With chicken, egg, and spinach, you can make a delicious 20-Min Korean Chicken Noodle Soup that combines tender chicken, silky egg ribbons, and nutritious spinach in a savory broth. These three ingredients work together to create protein-rich, satisfying meals like Stracciatella Soup, Chicken Bibimbap, and more.
Top recipe20-Min Korean Chicken Noodle Soup with Sides
Silky chicken broth with tender noodles, kimchi, and classic Korean banchan sides—everything cooks in one pot while you prep the toppings. Comfort in a bowl, TikTok-ready in 20 minutes.
Ingredients
- •boneless, skinless chicken thighs
- •water
- •dried anchovy stock powder (or 2 tbsp fish sauce)
- •fresh egg noodles (or ramen noodles)
- •kimchi, chopped
- •fresh spinach
- •fish cakes, sliced thin
- •sesame seeds and scallions (white + green parts), sliced
Steps
- 1Bring water to a boil in a large pot. Add chicken thighs and skim foam off the surface for 1 minute.

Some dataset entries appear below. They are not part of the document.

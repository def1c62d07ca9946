//! Rule to match block delimiters to block length.
//!
//! # Rationale
//!
//! Braces read as an expression and suit one-line blocks; `do ... end`
//! reads as a statement and suits blocks spanning several lines.
//!
//! # Suppression
//!
//! - `# rbstyle: allow(blocks)` comment

use rbstyle_core::{FileContext, Node, NodeKind, Rule, RuleError, Severity, Suggestion, Violation};

/// Rule code for blocks.
pub const CODE: &str = "RB002";

/// Rule name for blocks.
pub const NAME: &str = "blocks";

/// Requires `{ }` for single-line blocks and `do ... end` for multi-line ones.
#[derive(Debug, Clone)]
pub struct BlockDelimiters {
    /// Custom severity.
    pub severity: Severity,
}

impl Default for BlockDelimiters {
    fn default() -> Self {
        Self::new()
    }
}

impl BlockDelimiters {
    /// Creates a new rule with default settings.
    #[must_use]
    pub fn new() -> Self {
        Self {
            severity: Severity::Warning,
        }
    }

    /// Sets the severity level.
    #[must_use]
    pub fn severity(mut self, severity: Severity) -> Self {
        self.severity = severity;
        self
    }
}

impl Rule for BlockDelimiters {
    fn name(&self) -> &'static str {
        NAME
    }

    fn code(&self) -> &'static str {
        CODE
    }

    fn description(&self) -> &'static str {
        "Uses braces for single-line blocks and do...end for multi-line blocks"
    }

    fn default_severity(&self) -> Severity {
        self.severity
    }

    fn node_kinds(&self) -> &'static [NodeKind] {
        &[NodeKind::Block, NodeKind::DoBlock]
    }

    fn check(&self, node: Node<'_>, ctx: &FileContext<'_>) -> Result<Vec<Violation>, RuleError> {
        let single_line = node.span().is_single_line();

        let (message, help) = match node.kind() {
            NodeKind::Block if !single_line => (
                "Multi-line block uses braces",
                "Use do...end for blocks spanning several lines",
            ),
            NodeKind::DoBlock if single_line => (
                "Single-line block uses do...end",
                "Use { ... } for blocks that fit on one line",
            ),
            NodeKind::Block | NodeKind::DoBlock => return Ok(Vec::new()),
            _ => return Err(RuleError::unexpected_shape(node, "block or do_block")),
        };

        Ok(vec![Violation::new(
            CODE,
            NAME,
            self.severity,
            ctx.location_of(node),
            message,
        )
        .with_suggestion(Suggestion::new(help))])
    }
}

#[cfg(test)]
mod tests {
    use super::*;
    use crate::test_support::{lines, lint};

    #[test]
    fn single_line_braces_pass() {
        assert!(lint(BlockDelimiters::new(), "items.map { |i| i * 2 }\n").is_empty());
    }

    #[test]
    fn multi_line_do_passes() {
        let src = "items.each do |i|\n  puts i\nend\n";
        assert!(lint(BlockDelimiters::new(), src).is_empty());
    }

    #[test]
    fn multi_line_braces_fire() {
        let src = "items.each { |i|\n  puts i\n}\n";
        let violations = lint(BlockDelimiters::new(), src);
        assert_eq!(violations.len(), 1);
        assert_eq!(violations[0].message, "Multi-line block uses braces");
        assert_eq!((violations[0].location.line, violations[0].location.column), (1, 12));
    }

    #[test]
    fn single_line_do_fires() {
        let violations = lint(BlockDelimiters::new(), "3.times do |i| puts i end\n");
        assert_eq!(violations.len(), 1);
        assert_eq!(violations[0].message, "Single-line block uses do...end");
    }

    #[test]
    fn nested_blocks_checked_independently() {
        let src = "groups.each do |g|\n  g.map do |x| x end\n  g.select { |x|\n    x\n  }\nend\n";
        assert_eq!(lines(&lint(BlockDelimiters::new(), src)), vec![2, 3]);
    }

    #[test]
    fn same_node_twice_is_deterministic() {
        let src = "a.each { |i|\n  i\n}\n";
        assert_eq!(
            lint(BlockDelimiters::new(), src),
            lint(BlockDelimiters::new(), src)
        );
    }

    #[test]
    fn severity_is_configurable() {
        let violations = lint(
            BlockDelimiters::new().severity(Severity::Info),
            "x.tap do |y| y end\n",
        );
        assert_eq!(violations[0].severity, Severity::Info);
    }
}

- 2Stir in anchovy powder. Return to a simmer and cook chicken 8 minutes until cooked through.
- 3Remove chicken to a cutting board. Add noodles to boiling broth and cook 3–4 minutes until tender.
- 4Shred chicken into bite-size pieces. Add chicken, kimchi, and fish cakes to the pot.
- 5Stir in spinach and cook 1 minute until wilted. Taste and adjust seasoning with salt or soy sauce.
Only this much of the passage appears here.